*** Exercise data ***

//! The assembled resolution pipeline.
//!
//! `ThemeEngine` owns the loader and the resolution cache and is shared
//! across the whole process (cheaply cloneable via `Arc`). Request handlers
//! do not use it directly - they go through
//! [`crate::binding::ThemeBinding`], which carries the request's addressing
//! key and render mode.

use std::sync::Arc;
use std::time::Duration;

use crate::cache::{CacheKey, ResolutionCache};
use crate::key::ThemeKey;
use crate::loader::{ComponentLoader, SlotHandle};
use crate::path::CandidatePaths;
use crate::source::ComponentSource;

/// Shared theme-resolution engine.
#[derive(Clone)]
pub struct ThemeEngine {
    inner: Arc<EngineInner>,
}

struct EngineInner {
    loader: ComponentLoader,
    cache: ResolutionCache,
}

impl ThemeEngine {
    /// Create an engine over `source` with the default load timeout and a
    /// fresh cache.
    #[must_use]
    pub fn new(source: Arc<dyn ComponentSource>) -> Self {
        Self::with_parts(ComponentLoader::new(source), ResolutionCache::new())
    }

    /// Create an engine with an explicit load timeout.
    #[must_use]
    pub fn with_timeout(source: Arc<dyn ComponentSource>, timeout: Duration) -> Self {
        Self::with_parts(
            ComponentLoader::with_timeout(source, timeout),
            ResolutionCache::new(),
        )
    }

    /// Create an engine from pre-built parts. Lets tests inject a cache
    /// they can inspect.
    #[must_use]
    pub fn with_parts(loader: ComponentLoader, cache: ResolutionCache) -> Self {
        Self {
            inner: Arc::new(EngineInner { loader, cache }),
        }
    }

    /// Resolve a slot under an addressing key.
    ///
    /// The first resolution of a (store, theme, slot) triple runs the
    /// primary-then-fallback load; every later one - and every concurrent
    /// one - returns the stored handle.
    pub async fn resolve(&self, key: &ThemeKey, slot: &str) -> SlotHandle {
        let cache_key = CacheKey::new(key, slot);
        let paths = CandidatePaths::resolve(key, slot);
        let loader = self.inner.loader.clone();

        self.inner
            .cache
            .get_or_resolve(cache_key, async move { loader.load(&paths).await })
            .await
    }

    /// Whether a slot already has a stored outcome.
    #[must_use]
    pub fn is_cached(&self, key: &ThemeKey, slot: &str) -> bool {
        self.inner.cache.contains(&CacheKey::new(key, slot))
    }

    /// Speculatively resolve a batch of slots ahead of navigation,
    /// populating the cache.
    ///
    /// Best-effort by contract: already-cached slots are skipped, slots
    /// that resolve nowhere are logged and otherwise ignored, and nothing
    /// is returned to the caller. Typically spawned as a background task
    /// right after the tenant context is known.
    pub async fn preload<S: AsRef<str>>(&self, key: &ThemeKey, slots: &[S]) {
        for slot in slots {
            let slot = slot.as_ref();
            if self.is_cached(key, slot) {
                continue;
            }

            let handle = self.resolve(key, slot).await;
            if handle.is_empty() {
                tracing::debug!(
                    store_id = %key.store_id,
                    slot,
                    "preload resolved nothing for slot"
                );
            }
        }
    }

    /// Diagnostic: number of cached outcomes.
    pub async fn cached_slots(&self) -> u64 {
        self.inner.cache.entry_count().await
    }
}

#[cfg(test)]
#[allow(clippy::unwrap_used)]
mod tests {
    use super::*;
    use crate::source::StaticComponentSource;

    fn tenant_key(store: &str, theme: &str) -> ThemeKey {
        ThemeKey {
            store_id: store.to_string(),
            theme_id: theme.to_string(),
            ..ThemeKey::default()
        }
    }

    #[tokio::test]
    async fn test_resolve_caches_single_load() {
        let source = Arc::new(
            StaticComponentSource::new()
                .with_fragment("acme/theme3/components/Navbar", "<nav></nav>"),
        );
        let engine = ThemeEngine::new(Arc::clone(&source) as Arc<dyn ComponentSource>);
        let key = tenant_key("acme", "theme3");

        // Two call sites, one underlying load.
        let first = engine.resolve(&key, "Navbar").await;
        let second = engine.resolve(&key, "Navbar").await;

        assert_eq!(source.load_count("acme/theme3/components/Navbar"), 1);
        let (SlotHandle::Resolved(a), SlotHandle::Resolved(b)) = (&first, &second) else {
            panic!("expected resolved handles");
        };
        assert!(Arc::ptr_eq(a, b));
    }

    #[tokio::test]
    async fn test_empty_outcome_is_cached_too() {
        let source = Arc::new(StaticComponentSource::new());
        let engine = ThemeEngine::new(Arc::clone(&source) as Arc<dyn ComponentSource>);
        let key = tenant_key("acme", "theme3");

        assert!(engine.resolve(&key, "Navbar").await.is_empty());
        assert!(engine.resolve(&key, "Navbar").await.is_empty());

        // Primary and fallback attempted once each, then memoized.
        assert_eq!(source.call_log().len(), 2);
    }

    #[tokio::test]
    async fn test_preload_populates_cache_and_swallows_misses() {
        let source = Arc::new(
            StaticComponentSource::new()
                .with_fragment("acme/theme3/components/Navbar", "<nav></nav>"),
        );
        let engine = ThemeEngine::new(Arc::clone(&source) as Arc<dyn ComponentSource>);
        let key = tenant_key("acme", "theme3");

        engine.preload(&key, &["Navbar", "Hero", "Footer"]).await;

        assert!(engine.is_cached(&key, "Navbar"));
        assert!(engine.is_cached(&key, "Hero"));
        assert!(engine.is_cached(&key, "Footer"));
        assert_eq!(engine.cached_slots().await, 3);

        // A later render of a preloaded slot does not reload.
        let _ = engine.resolve(&key, "Navbar").await;
        assert_eq!(source.load_count("acme/theme3/components/Navbar"), 1);
    }

    #[tokio::test]
    async fn test_preload_skips_already_cached() {
        let source = Arc::new(
            StaticComponentSource::new()
                .with_fragment("acme/theme3/components/Navbar", "<nav></nav>"),
        );
        let engine = ThemeEngine::new(Arc::clone(&source) as Arc<dyn ComponentSource>);
        let key = tenant_key("acme", "theme3");

        let _ = engine.resolve(&key, "Navbar").await;
        engine.preload(&key, &["Navbar"]).await;

        assert_eq!(source.load_count("acme/theme3/components/Navbar"), 1);
    }

    #[tokio::test]
    async fn test_theme_switch_resolves_fresh() {
        let source = Arc::new(
            StaticComponentSource::new()
                .with_fragment("acme/theme1/components/Navbar", "<nav>one</nav>")
                .with_fragment("acme/theme2/components/Navbar", "<nav>two</nav>"),
        );
        let engine = ThemeEngine::new(Arc::clone(&source) as Arc<dyn ComponentSource>);

        let _ = engine.resolve(&tenant_key("acme", "theme1"), "Navbar").await;
        let _ = engine.resolve(&tenant_key("acme", "theme2"), "Navbar").await;

        assert_eq!(source.load_count("acme/theme1/components/Navbar"), 1);
        assert_eq!(source.load_count("acme/theme2/components/Navbar"), 1);
        assert_eq!(engine.cached_slots().await, 2);
    }
}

***

▶ [Your objective]: Your response must consist of every line above, reproduced exactly.

▶ [Exercise result]:
//! The assembled resolution pipeline.
//!
//! `ThemeEngine` owns the loader and the resolution cache and is shared
//! across the whole process (cheaply cloneable via `Arc`). Request handlers
//! do not use it directly - they go through
//! [`crate::binding::ThemeBinding`], which carries the request's addressing
//! key and render mode.

use std::sync::Arc;
use std::time::Duration;

use crate::cache::{CacheKey, ResolutionCache};
use crate::key::ThemeKey;
use crate::loader::{ComponentLoader, SlotHandle};
use crate::path::CandidatePaths;
use crate::source::ComponentSource;

/// Shared theme-resolution engine.
#[derive(Clone)]
pub struct ThemeEngine {
    inner: Arc<EngineInner>,
}

struct EngineInner {
    loader: ComponentLoader,
    cache: ResolutionCache,
}

impl ThemeEngine {
    /// Create an engine over `source` with the default load timeout and a
    /// fresh cache.
    #[must_use]
    pub fn new(source: Arc<dyn ComponentSource>) -> Self {
        Self::with_parts(ComponentLoader::new(source), ResolutionCache::new())
    }

    /// Create an engine with an explicit load timeout.
    #[must_use]
    pub fn with_timeout(source: Arc<dyn ComponentSource>, timeout: Duration) -> Self {
        Self::with_parts(
            ComponentLoader::with_timeout(source, timeout),
            ResolutionCache::new(),
        )
    }

    /// Create an engine from pre-built parts. Lets tests inject a cache
    /// they can inspect.
    #[must_use]
    pub fn with_parts(loader: ComponentLoader, cache: ResolutionCache) -> Self {
        Self {
            inner: Arc::new(EngineInner { loader, cache }),
        }
    }

    /// Resolve a slot under an addressing key.
    ///
    /// The first resolution of a (store, theme, slot) triple runs the
    /// primary-then-fallback load; every later one - and every concurrent
    /// one - returns the stored handle.
    pub async fn resolve(&self, key: &ThemeKey, slot: &str) -> SlotHandle {
        let cache_key = CacheKey::new(key, slot);
        let paths = CandidatePaths::resolve(key, slot);
        let loader = self.inner.loader.clone();

        self.inner
            .cache
            .get_or_resolve(cache_key, async move { loader.load(&paths).await })
            .await
    }

    /// Whether a slot already has a stored outcome.
    #[must_use]
    pub fn is_cached(&self, key: &ThemeKey, slot: &str) -> bool {
        self.inner.cache.contains(&CacheKey::new(key, slot))
    }

    /// Speculatively resolve a batch of slots ahead of navigation,
    /// populating the cache.
    ///
    /// Best-effort by contract: already-cached slots are skipped, slots
    /// that resolve nowhere are logged and otherwise ignored, and nothing
    /// is returned to the caller. Typically spawned as a background task
    /// right after the tenant context is known.
    pub async fn preload<S: AsRef<str>>(&self, key: &ThemeKey, slots: &[S]) {
        for slot in slots {
            let slot = slot.as_ref();
            if self.is_cached(key, slot) {
                continue;
            }

            let handle = self.resolve(key, slot).await;
            if handle.is_empty() {
                tracing::debug!(
                    store_id = %key.store_id,
                    slot,
                    "preload resolved nothing for slot"
                );
            }
        }
    }

    /// Diagnostic: number of cached outcomes.
    pub async fn cached_slots(&self) -> u64 {
        self.inner.cache.entry_count().await
    }
}

#[cfg(test)]
#[allow(clippy::unwrap_used)]
mod tests {
    use super::*;
    use crate::source::StaticComponentSource;

    fn tenant_key(store: &str, theme: &str) -> ThemeKey {
        ThemeKey {
            store_id: store.to_string(),
            theme_id: theme.to_string(),
            ..ThemeKey::default()
        }
    }

    #[tokio::test]
    async fn test_resolve_caches_single_load() {
        let source = Arc::new(
            StaticComponentSource::new()
                .with_fragment("acme/theme3/components/Navbar", "<nav></nav>"),
        );
        let engine = ThemeEngine::new(Arc::clone(&source) as Arc<dyn ComponentSource>);
        let key = tenant_key("acme", "theme3");

        // Two call sites, one underlying load.
        let first = engine.resolve(&key, "Navbar").await;
        let second = engine.resolve(&key, "Navbar").await;

        assert_eq!(source.load_count("acme/theme3/components/Navbar"), 1);
        let (SlotHandle::Resolved(a), SlotHandle::Resolved(b)) = (&first, &second) else {
            panic!("expected resolved handles");
        };
        assert!(Arc::ptr_eq(a, b));
    }

    #[tokio::test]
    async fn test_empty_outcome_is_cached_too() {
        let source = Arc::new(StaticComponentSource::new());
        let engine = ThemeEngine::new(Arc::clone(&source) as Arc<dyn ComponentSource>);
        let key = tenant_key("acme", "theme3");

        assert!(engine.resolve(&key, "Navbar").await.is_empty());
        assert!(engine.resolve(&key, "Navbar").await.is_empty());

        // Primary and fallback attempted once each, then memoized.
        assert_eq!(source.call_log().len(), 2);
    }

    #[tokio::test]
    async fn test_preload_populates_cache_and_swallows_misses() {
        let source = Arc::new(
            StaticComponentSource::new()
                .with_fragment("acme/theme3/components/Navbar", "<nav></nav>"),
        );
        let engine = ThemeEngine::new(Arc::clone(&source) as Arc<dyn ComponentSource>);
        let key = tenant_key("acme", "theme3");

        engine.preload(&key, &["Navbar", "Hero", "Footer"]).await;

        assert!(engine.is_cached(&key, "Navbar"));
        assert!(engine.is_cached(&key, "Hero"));
        assert!(engine.is_cached(&key, "Footer"));
        assert_eq!(engine.cached_slots().await, 3);

        // A later render of a preloaded slot does not reload.
        let _ = engine.resolve(&key, "Navbar").await;
        assert_eq!(source.load_count("acme/theme3/components/Navbar"), 1);
    }

    #[tokio::test]
    async fn test_preload_skips_already_cached() {
        let source = Arc::new(
            StaticComponentSource::new()
                .with_fragment("acme/theme3/components/Navbar", "<nav></nav>"),
        );
        let engine = ThemeEngine::new(Arc::clone(&source) as Arc<dyn ComponentSource>);
        let key = tenant_key("acme", "theme3");

        let _ = engine.resolve(&key, "Navbar").await;
        engine.preload(&key, &["Navbar"]).await;

        assert_eq!(source.load_count("acme/theme3/components/Navbar"), 1);
    }

    #[tokio::test]
    async fn test_theme_switch_resolves_fresh() {
        let source = Arc::new(
            StaticComponentSource::new()
                .with_fragment("acme/theme1/components/Navbar", "<nav>one</nav>")
                .with_fragment("acme/theme2/components/Navbar", "<nav>two</nav>"),
        );
        let engine = ThemeEngine::new(Arc::clone(&source) as Arc<dyn ComponentSource>);

        let _ = engine.resolve(&tenant_key("acme", "theme1"), "Navbar").await;
        let _ = engine.resolve(&tenant_key("acme", "theme2"), "Navbar").await;

        assert_eq!(source.load_count("acme/theme1/components/Navbar"), 1);
        assert_eq!(source.load_count("acme/theme2/components/Navbar"), 1);
        assert_eq!(engine.cached_slots().await, 2);
    }
}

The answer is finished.